Born 1971, died in 1999.

Daniel Faria is a complicated figure of Contemporary Portuguese Poetry, perhaps the most complicated of all. Daniel died young, at twenty-eight, and left behind a literary legacy of seven published collections of poetry, along other small publications found in literary awards and a plethora of other fragments and pieces that his acquaintances donated to the curation of his work, all of them contained in a single volume, “Poesia de Daniel Faria, edição de Vera Vouga“. Daniel was indubitably of enormous talent, but the eagerness of some to see him as a “regenerator”, a herald of a poetic resurgence along Portuguese literary circles, was concomitant with many pressures to publish work that, albeit good, lacks in a variety of fronts, and perhaps the most nitid one is Daniel’s inability to have a poetic register, or inner-ear, that accompanies the veins and arteries of his themes. A tragedy indeed: to have such a subtle and mature mind command a silent orchestra, or one that can barely play. Out of the entire volume of Poesia, which I do not regret reading for a second, as I do genuinely believe he was of incalculable talent, I still maintain the view that only a lithe portion of his compositions achieved their maximum potential, or were even worthy of their space in the books they occupy. Irregardless of this very-personal-opinion, I translated five poems among those I liked the best, and I do hope to see the bulk of Daniel’s work professionally translated into the English language someday.

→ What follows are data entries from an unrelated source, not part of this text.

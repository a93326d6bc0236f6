//! Extractor configuration.

use std::path::PathBuf;

use serde::Deserialize;

/// When a changed file's timestamp is recorded.
#[derive(Copy, Clone, Debug, Default, PartialEq, Eq, Deserialize)]
#[serde(rename_all = "snake_case")]
pub enum StampPolicy {
    /// When the file is queued; a failed parse is not retried next run.
    #[default]
    OnSubmit,
    /// After a successful parse; failed files are retried next run.
    OnSuccess,
}

/// Settings for one extraction run.
///
/// Every field has a default, so a configuration file only needs the
/// entries it changes.
#[derive(Clone, Debug, PartialEq, Eq, Deserialize)]
#[serde(default, deny_unknown_fields)]
pub struct ExtractorConfig {
    /// Directory scanned for headers.
    pub content_root: PathBuf,
    /// Directory for generated artifacts (precompiled header, state).
    pub generated_dir: PathBuf,
    /// Directory for JSON descriptors; no descriptors when unset.
    pub output_dir: Option<PathBuf>,
    /// Incremental-state file; `<generated_dir>/refl_state.json` when unset.
    pub state_file: Option<PathBuf>,
    /// Header precompiled once and included before every file.
    pub pch_header: Option<PathBuf>,
    pub include_dirs: Vec<PathBuf>,
    /// Header extensions, compared case-insensitively.
    pub extensions: Vec<String>,
    pub recursive: bool,
    pub parallel: bool,
    pub stamp_policy: StampPolicy,
    /// Flags accepted on every unit kind in addition to the built-in ones.
    pub extra_flags: Vec<String>,
    /// Attribute keys accepted on every unit kind.
    pub extra_attributes: Vec<String>,
}

impl Default for ExtractorConfig {
    fn default() -> Self {
        ExtractorConfig {
            content_root: PathBuf::from("."),
            generated_dir: PathBuf::from("generated"),
            output_dir: None,
            state_file: None,
            pch_header: None,
            include_dirs: Vec::new(),
            extensions: ["h", "hh", "hpp", "hxx"].map(String::from).to_vec(),
            recursive: true,
            parallel: true,
            stamp_policy: StampPolicy::OnSubmit,
            extra_flags: Vec::new(),
            extra_attributes: Vec::new(),
        }
    }
}

impl ExtractorConfig {
    pub fn state_path(&self) -> PathBuf {
        self.state_file
            .clone()
            .unwrap_or_else(|| self.generated_dir.join("refl_state.json"))
    }

    /// Parse a JSON configuration document.
    pub fn from_json(text: &str) -> Result<Self, serde_json::Error> {
        serde_json::from_str(text)
    }
}
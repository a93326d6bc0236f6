//! Reflc CLI
//!
//! Extracts reflection metadata from annotated headers.

use reflc::commands::{run_dump, run_extract, EXIT_USAGE};
use reflc::logging::init_tracing;

fn main() {
    let args: Vec<String> = std::env::args().collect();

    if args.len() < 2 {
        print_usage();
        return;
    }

    let verbose = args[2..].iter().any(|arg| arg == "-v" || arg == "--verbose");
    init_tracing(verbose);

    let command = &args[1];
    let code = match command.as_str() {
        "extract" => run_extract(&args[2..]),
        "dump" => run_dump(&args[2..]),
        "help" | "--help" | "-h" => {
            print_usage();
            0
        }
        "version" | "--version" | "-V" => {
            println!("reflc {}", env!("CARGO_PKG_VERSION"));
            0
        }
        _ => {
            eprintln!("Unknown command: {command}");
            eprintln!();
            print_usage();
            EXIT_USAGE
        }
    };
    std::process::exit(code);
}

fn print_usage() {
    println!("Reflc - reflection metadata extractor");
    println!();
    println!("Usage: reflc <command> [options]");
    println!();
    println!("Commands:");
    println!("  extract [root]     Extract metadata from headers under root (default: .)");
    println!("  dump <path>        Print the types described by a descriptor file or directory");
    println!("  help               Show this message");
    println!("  version            Show version");
    println!();
    println!("Run 'reflc extract --help' for extraction options.");
    println!();
    println!("Logging:");
    println!("  -v, --verbose      Debug output as a span tree");
    println!("  RUST_LOG=<filter>  Override the log filter, e.g. RUST_LOG=refl_extract=debug");
}
use super::*;
use crate::fs::DiskFileSystem;
use pretty_assertions::assert_eq;

#[test]
fn test_missing_file_is_empty() {
    let dir = tempfile::tempdir().unwrap();
    let state = IncrementalState::load(&DiskFileSystem, &dir.path().join("state.json"));
    assert!(state.is_empty());
}

#[test]
fn test_malformed_file_is_empty() {
    let dir = tempfile::tempdir().unwrap();
    let path = dir.path().join("state.json");
    std::fs::write(&path, "{ not json").unwrap();

    assert!(matches!(
        IncrementalState::try_load(&DiskFileSystem, &path),
        Err(StateError::Malformed { .. })
    ));
    assert!(IncrementalState::load(&DiskFileSystem, &path).is_empty());
}

#[test]
fn test_save_format() {
    let dir = tempfile::tempdir().unwrap();
    let path = dir.path().join("nested/state.json");
    let mut state = IncrementalState::new();
    state.stamp("b.h", 20);
    state.stamp("a.h", 10);
    state.save(&DiskFileSystem, &path).unwrap();

    let text = std::fs::read_to_string(&path).unwrap();
    assert_eq!(text, "{\n    \"a.h\": 10,\n    \"b.h\": 20\n}\n");

    let loaded = IncrementalState::load(&DiskFileSystem, &path);
    assert_eq!(loaded, state);
}

#[test]
fn test_is_current() {
    let mut state = IncrementalState::new();
    state.stamp("a.h", 100);
    assert!(state.is_current("a.h", 100));
    assert!(state.is_current("a.h", 99));
    assert!(!state.is_current("a.h", 101));
    assert!(!state.is_current("b.h", 0));
}

#[test]
fn test_retain_drops_unkept_keys() {
    let mut state = IncrementalState::new();
    state.stamp("kept.h", 1);
    state.stamp("gone.h", 2);
    assert_eq!(state.retain(|key| key == "kept.h"), 1);
    assert_eq!(state.iter().collect::<Vec<_>>(), vec![("kept.h", 1)]);
}
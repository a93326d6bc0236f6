use super::*;
use pretty_assertions::assert_eq;

fn run(source: &str) -> Preprocessed {
    run_with(source, &[])
}

fn run_with(source: &str, defines: &[(&str, &str)]) -> Preprocessed {
    let mut pp = Preprocessor::new(Path::new("test.h"), &[]);
    for (name, value) in defines {
        pp.define(*name, MacroDef::object(*value));
    }
    pp.run(source).unwrap()
}

fn texts(pre: &Preprocessed) -> Vec<&str> {
    pre.tokens
        .iter()
        .filter(|t| t.kind != TokenKind::Eof)
        .map(|t| &*t.text)
        .collect()
}

#[test]
fn test_ifdef_selects_branch() {
    let pre = run_with(
        "#ifdef __REFLECTION_PARSER__\nint a;\n#else\nint b;\n#endif\n",
        &[("__REFLECTION_PARSER__", "1")],
    );
    assert_eq!(texts(&pre), vec!["int", "a", ";"]);

    let pre = run("#ifdef __REFLECTION_PARSER__\nint a;\n#else\nint b;\n#endif\n");
    assert_eq!(texts(&pre), vec!["int", "b", ";"]);
}

#[test]
fn test_if_elif_chain() {
    let source = "#define LEVEL 2\n#if LEVEL == 1\none\n#elif LEVEL == 2\ntwo\n#elif LEVEL >= 2\nthree\n#else\nfour\n#endif\n";
    assert_eq!(texts(&run(source)), vec!["two"]);
}

#[test]
fn test_nested_inactive_groups_stay_inactive() {
    let source = "#if 0\n#if 1\nhidden\n#else\nalso_hidden\n#endif\n#endif\nshown\n";
    assert_eq!(texts(&run(source)), vec!["shown"]);
}

#[test]
fn test_defined_operator() {
    let source = "#define A\n#if defined(A) && !defined B\nyes\n#endif\n";
    assert_eq!(texts(&run(source)), vec!["yes"]);
}

#[test]
fn test_undefined_identifier_is_zero() {
    assert_eq!(texts(&run("#if UNKNOWN\nno\n#else\nyes\n#endif\n")), vec!["yes"]);
}

#[test]
fn test_object_macro_expansion() {
    let source = "#define API\n#define COUNT 4\nclass API Foo { int v[COUNT]; };\n";
    assert_eq!(
        texts(&run(source)),
        vec!["class", "Foo", "{", "int", "v", "[", "4", "]", ";", "}", ";"]
    );
}

#[test]
fn test_self_referential_macro_stops() {
    let source = "#define X X + 1\nX\n";
    assert_eq!(texts(&run(source)), vec!["X", "+", "1"]);
}

#[test]
fn test_function_macro_recorded_not_expanded() {
    let pre = run("#define GENERATED_BODY() int x;\nGENERATED_BODY()\n");
    assert_eq!(texts(&pre), vec!["GENERATED_BODY", "(", ")"]);
    assert_eq!(
        pre.macros.get("GENERATED_BODY"),
        Some(&MacroDef {
            params: Some(Vec::new()),
            body: "int x;".to_string()
        })
    );
}

#[test]
fn test_undef_and_line_continuation() {
    let source = "#define LONG 1 + \\\n 2\nLONG\n#undef LONG\nLONG\n";
    let pre = run(source);
    assert_eq!(texts(&pre), vec!["1", "+", "2", "LONG"]);
    assert!(!pre.macros.contains_key("LONG"));
}

#[test]
fn test_comments_are_blanked() {
    let source = "int a; /* #if 0\n still comment */ int b; // #endif\n";
    let pre = run(source);
    assert_eq!(texts(&pre), vec!["int", "a", ";", "int", "b", ";"]);
    // Offsets still refer to the original text
    let b = &pre.tokens[4];
    assert_eq!(&source[b.span.range()], "b");
}

#[test]
fn test_includes_recorded() {
    let dir = tempfile::tempdir().unwrap();
    std::fs::write(dir.path().join("core.h"), "").unwrap();
    let include_dirs = vec![dir.path().to_path_buf()];
    let pp = Preprocessor::new(Path::new("src/test.h"), &include_dirs);
    let pre = pp
        .run("#include \"core.h\"\n#include <vector>\n#if __has_include(<core.h>)\nhas\n#endif\n")
        .unwrap();

    assert_eq!(pre.includes.len(), 2);
    assert_eq!(pre.includes[0].spelled, "core.h");
    assert!(!pre.includes[0].angled);
    assert_eq!(pre.includes[0].resolved, Some(dir.path().join("core.h")));
    assert_eq!(pre.includes[1].spelled, "vector");
    assert!(pre.includes[1].angled);
    assert_eq!(pre.includes[1].resolved, None);
    assert_eq!(texts(&pre), vec!["has"]);
}

#[test]
fn test_error_directive_is_diagnostic() {
    let pre = run("#error unsupported\n#if 0\n#error hidden\n#endif\n");
    assert_eq!(pre.diagnostics.len(), 1);
    assert_eq!(pre.diagnostics[0].severity, Severity::Error);
    assert_eq!(pre.diagnostics[0].line, 1);
}

#[test]
fn test_unbalanced_conditionals() {
    let pp = Preprocessor::new(Path::new("a.h"), &[]);
    assert!(matches!(
        pp.run("#if 1\nint x;\n"),
        Err(FrontendError::UnbalancedConditional { line: 1, .. })
    ));

    let pp = Preprocessor::new(Path::new("a.h"), &[]);
    assert!(matches!(
        pp.run("int x;\n#endif\n"),
        Err(FrontendError::UnbalancedConditional { line: 2, .. })
    ));

    let pp = Preprocessor::new(Path::new("a.h"), &[]);
    assert!(matches!(
        pp.run("#if 1\n#else\n#else\n#endif\n"),
        Err(FrontendError::UnbalancedConditional { line: 3, .. })
    ));
}

#[test]
fn test_unterminated_comment() {
    let pp = Preprocessor::new(Path::new("a.h"), &[]);
    assert!(matches!(
        pp.run("int x;\n/* never closed\n"),
        Err(FrontendError::UnterminatedComment { line: 2, .. })
    ));
}

#[test]
fn test_unterminated_literal_in_inactive_region_is_ignored() {
    let pre = run("#if 0\nconst char* s = \"open;\n#endif\nint y;\n");
    assert_eq!(texts(&pre), vec!["int", "y", ";"]);

    let pp = Preprocessor::new(Path::new("a.h"), &[]);
    assert!(matches!(
        pp.run("int y;\nconst char* s = \"open;\n"),
        Err(FrontendError::UnterminatedLiteral { line: 2, .. })
    ));
}

#[test]
fn test_redefinition_warns() {
    let pre = run("#define A 1\n#define A 1\n#define A 2\n");
    assert_eq!(pre.diagnostics.len(), 1);
    assert_eq!(pre.diagnostics[0].severity, Severity::Warning);
    assert_eq!(pre.macros.get("A"), Some(&MacroDef::object("2")));
}
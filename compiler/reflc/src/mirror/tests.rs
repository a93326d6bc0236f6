use super::*;
use pretty_assertions::assert_eq;
use refl_runtime::{ArgBlock, EnumValue, ReflectContext, Variant};

const ACTOR_HEADER: &str = r#"{
    "source": "game/actor.h",
    "units": [
        {
            "kind": "class",
            "name": "Entity",
            "super_types": [],
            "size": 4,
            "align": 4,
            "properties": [
                { "name": "id", "type": "int", "offset": 0, "line": 3 }
            ],
            "methods": [],
            "line": 2
        },
        {
            "kind": "class",
            "name": "Actor",
            "super_types": ["IRenderable", "Entity"],
            "size": 48,
            "align": 8,
            "properties": [
                {
                    "name": "health",
                    "type": "int",
                    "offset": 4,
                    "line": 9,
                    "flags": ["ReadOnly"],
                    "attributes": [["DisplayName", "Health Points"]]
                },
                { "name": "name", "type": "std::string", "offset": 8, "line": 10 },
                { "name": "team", "type": "Team", "offset": 40, "line": 11 },
                { "name": "slots", "type": "int", "offset": 44, "array_len": 4, "line": 12 }
            ],
            "methods": [
                {
                    "name": "Heal",
                    "return_type": { "text": "int" },
                    "arguments": [{ "name": "amount", "type": { "text": "const int&", "is_const": true, "is_lvalue_ref": true } }],
                    "line": 14
                },
                {
                    "name": "Owner",
                    "return_type": { "text": "Entity*" },
                    "arguments": [],
                    "line": 15
                },
                {
                    "name": "Count",
                    "is_static": true,
                    "return_type": { "text": "unsigned int" },
                    "arguments": [],
                    "line": 16
                }
            ],
            "line": 8
        },
        {
            "kind": "enum",
            "name": "Team",
            "underlying_type": "uint8_t",
            "scoped": true,
            "fields": [
                { "name": "Red", "value": 0 },
                { "name": "Blue", "value": 1 },
                { "name": "Green", "value": 2 }
            ],
            "line": 20
        }
    ]
}"#;

fn descriptor(json: &str) -> FileDescriptor {
    serde_json::from_str(json).unwrap()
}

fn mirror(files: &[FileDescriptor]) -> (ReflectContext, MirrorReport) {
    let (registry, report) = build_registry(SharedInterner::new(), files).unwrap();
    (ReflectContext::new(registry), report)
}

#[test]
fn test_scalar_types() {
    assert_eq!(scalar_type("int"), Some(VariantType::I32));
    assert_eq!(scalar_type("std::int64_t"), Some(VariantType::I64));
    assert_eq!(scalar_type("unsigned char"), Some(VariantType::U8));
    assert_eq!(scalar_type("long double"), Some(VariantType::F64));
    assert_eq!(scalar_type("std::string"), Some(VariantType::String));
    assert_eq!(scalar_type("Vec3"), None);
}

#[test]
fn test_strip_type() {
    assert_eq!(strip_type("const std::string&"), Some("std::string"));
    assert_eq!(strip_type("int const &&"), Some("int"));
    assert_eq!(strip_type("volatile const unsigned int"), Some("unsigned int"));
    assert_eq!(strip_type("const Actor*"), None);
}

#[test]
fn test_mirror_counts_and_skips() {
    let (_, report) = mirror(&[descriptor(ACTOR_HEADER)]);
    assert_eq!(report.classes, 2);
    assert_eq!(report.enums, 1);
    assert_eq!(report.properties, 4);
    assert_eq!(report.methods, 2);
    assert_eq!(
        report.skipped,
        vec![
            "Actor::slots: array properties are not mirrored".to_owned(),
            "Actor::Owner: unsupported return type 'Entity*'".to_owned(),
        ]
    );
}

#[test]
fn test_first_reflected_base_is_super_type() {
    let (ctx, _) = mirror(&[descriptor(ACTOR_HEADER)]);
    assert!(ctx.is_child_of("Actor", "Entity"));
    assert!(!ctx.is_child_of("Entity", "Actor"));
    let actor = ctx.class("Actor").unwrap();
    assert_eq!(actor.meta().size(), Some(48));
}

#[test]
fn test_dynamic_instances_read_and_write() {
    let (ctx, _) = mirror(&[descriptor(ACTOR_HEADER)]);
    let actor = ctx.instantiate("Actor").unwrap();

    assert_eq!(ctx.get_value(&actor, "health"), Variant::I32(0));
    assert!(ctx.set_value(&actor, "health", &Variant::I32(42)));
    assert_eq!(ctx.get_value(&actor, "health"), Variant::I32(42));

    // Declared on the base class
    assert!(ctx.set_value(&actor, "id", &Variant::I32(7)));
    assert_eq!(ctx.get_value(&actor, "id"), Variant::I32(7));

    assert!(ctx.set_value(&actor, "name", &Variant::from("hero")));
    assert_eq!(ctx.get_value(&actor, "name").as_str(), Some("hero"));

    assert!(!ctx.set_value(&actor, "health", &Variant::I64(1)));
    assert_eq!(ctx.get_value(&actor, "health"), Variant::I32(42));
}

#[test]
fn test_enum_properties_use_the_enum_tag() {
    let (ctx, _) = mirror(&[descriptor(ACTOR_HEADER)]);
    let team = ctx.name("Team").unwrap();
    let meta = ctx.registry.enumeration(team).unwrap();
    assert_eq!(meta.underlying(), VariantType::U8);
    let values: Vec<i64> = meta.constants().iter().map(|c| c.value).collect();
    assert_eq!(values, vec![0, 1, 2]);

    let actor = ctx.instantiate("Actor").unwrap();
    assert_eq!(
        ctx.get_value(&actor, "team"),
        Variant::Enum(EnumValue { ty: team, value: 0 })
    );
    let blue = meta.make_value(ctx.name("Blue").unwrap()).unwrap();
    assert!(ctx.set_value(&actor, "team", &Variant::Enum(blue)));
    assert_eq!(ctx.get_value(&actor, "team").as_enum(), Some(blue));
}

#[test]
fn test_metadata_is_carried() {
    let (ctx, _) = mirror(&[descriptor(ACTOR_HEADER)]);
    let actor = ctx.class("Actor").unwrap();
    let health = actor.find_property(ctx.name("health").unwrap()).unwrap();
    let metadata = health.meta().metadata();
    assert!(metadata.has_flag(ctx.name("ReadOnly").unwrap()));
    assert_eq!(
        metadata.attribute(ctx.name("DisplayName").unwrap()),
        Some("Health Points")
    );
    assert_eq!(health.meta().offset(), Some(4));
}

#[test]
fn test_methods_validate_then_report_missing_binding() {
    let (ctx, _) = mirror(&[descriptor(ACTOR_HEADER)]);
    let actor = ctx.instantiate("Actor").unwrap();

    assert!(matches!(
        ctx.invoke(&actor, "Heal", &ArgBlock::new()),
        Err(ReflectError::ArgumentCount { expected: 1, found: 0, .. })
    ));
    assert!(matches!(
        ctx.invoke(&actor, "Heal", &ArgBlock::new().with(5i32)),
        Err(ReflectError::Call { .. })
    ));
    assert!(matches!(
        ctx.invoke_static("Actor", "Count", &ArgBlock::new()),
        Err(ReflectError::Call { .. })
    ));
    assert!(matches!(
        ctx.invoke(&actor, "Owner", &ArgBlock::new()),
        Err(ReflectError::UnknownMethod { .. })
    ));
}

#[test]
fn test_duplicate_declarations_keep_the_first() {
    let first = descriptor(ACTOR_HEADER);
    let second = descriptor(
        r#"{
            "source": "other/entity.h",
            "units": [{
                "kind": "struct",
                "name": "Entity",
                "super_types": [],
                "size": 8,
                "align": 8,
                "properties": [],
                "methods": [],
                "line": 1
            }]
        }"#,
    );
    let (ctx, report) = mirror(&[first, second]);
    assert_eq!(report.classes, 2);
    assert_eq!(
        report.skipped.first().map(String::as_str),
        Some("Entity: duplicate declaration in other/entity.h")
    );
    let entity = ctx.class("Entity").unwrap();
    assert!(!entity.meta().is_struct());
    assert_eq!(entity.meta().size(), Some(4));
}

#[test]
fn test_inheritance_cycle_is_an_error() {
    let cyclic = descriptor(
        r#"{
            "source": "cycle.h",
            "units": [
                { "kind": "class", "name": "A", "super_types": ["B"], "size": 1, "align": 1,
                  "properties": [], "methods": [], "line": 1 },
                { "kind": "class", "name": "B", "super_types": ["A"], "size": 1, "align": 1,
                  "properties": [], "methods": [], "line": 2 }
            ]
        }"#,
    );
    let result = build_registry(SharedInterner::new(), &[cyclic]);
    assert!(matches!(result, Err(ReflectError::InheritanceCycle(_))));
}
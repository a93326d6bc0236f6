use super::*;
use crate::schema::Schemas;
use pretty_assertions::assert_eq;
use proptest::prelude::*;

fn property(annotation: &str) -> (StringInterner, Metadata) {
    let interner = StringInterner::new();
    let schemas = Schemas::builtin(&interner);
    let metadata = parse_annotation(
        annotation,
        UnitKind::Property,
        schemas.get(UnitKind::Property),
        &interner,
    );
    (interner, metadata)
}

#[test]
fn test_flag_and_quoted_attribute() {
    let (interner, metadata) = property(r#"ReadOnly, DisplayName="Foo""#);
    assert_eq!(metadata.flags.len(), 1);
    assert!(metadata.has_flag(interner.intern("ReadOnly")));
    assert_eq!(metadata.attribute(interner.intern("DisplayName")), Some("Foo"));
}

#[test]
fn test_unsupported_entries_are_dropped() {
    let (interner, metadata) = property(r#"Bogus, Weird="x", ReadOnly, 3d"#);
    let flags: Vec<_> = metadata.flags.iter().map(|f| interner.to_string(*f)).collect();
    assert_eq!(flags, vec!["ReadOnly"]);
    assert!(metadata.attributes.is_empty());
}

#[test]
fn test_lookup_is_case_insensitive_and_keeps_schema_spelling() {
    let (interner, metadata) = property("readonly, displayname=Bar");
    let flag = *metadata.flags.iter().next().unwrap();
    assert_eq!(interner.to_string(flag), "ReadOnly");
    assert_eq!(interner.to_string(metadata.attributes[0].0), "DisplayName");
    assert_eq!(metadata.attributes[0].1, "Bar");
}

#[test]
fn test_repeated_key_keeps_last_value() {
    let (interner, metadata) = property("Min=1, Max=5, Min=2");
    assert_eq!(metadata.attributes.len(), 2);
    assert_eq!(metadata.attribute(interner.intern("Min")), Some("2"));
}

#[test]
fn test_split_respects_quotes_and_brackets() {
    let entries = split_entries(r#"A, B="x, y", C=[1, 2], D=f(a, b), , E"#);
    assert_eq!(
        entries.as_slice(),
        &["A", r#"B="x, y""#, "C=[1, 2]", "D=f(a, b)", "E"]
    );
}

#[test]
fn test_value_keeps_inner_equals() {
    let (interner, metadata) = property(r#"Tooltip="a=b""#);
    assert_eq!(metadata.attribute(interner.intern("Tooltip")), Some("a=b"));
}

#[test]
fn test_empty_annotation() {
    let (_, metadata) = property("");
    assert!(metadata.flags.is_empty());
    assert!(metadata.attributes.is_empty());
}

proptest! {
    #[test]
    fn prop_split_never_yields_empty_entries(text in r#"[a-z=," \[\]]{0,40}"#) {
        for entry in split_entries(&text) {
            prop_assert!(!entry.is_empty());
            prop_assert_eq!(entry, entry.trim());
        }
    }
}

Translative note: the Portuguese word “Percurso” is slightly idiomatic. While its literal translation means “pathway” or “route”, Portuguese natives commonly use “caminho” for those meanings, and “percurso” is used more in the sense of “history”, or the path one has thread to get to a certain point, or shall yet thread.

As of now, and just like Herberto Helder, there are no translations of Daniel Faria being performed or sold, though I’m vigilant as to when they might start to appear.

Thank you for reading,
João-Maria.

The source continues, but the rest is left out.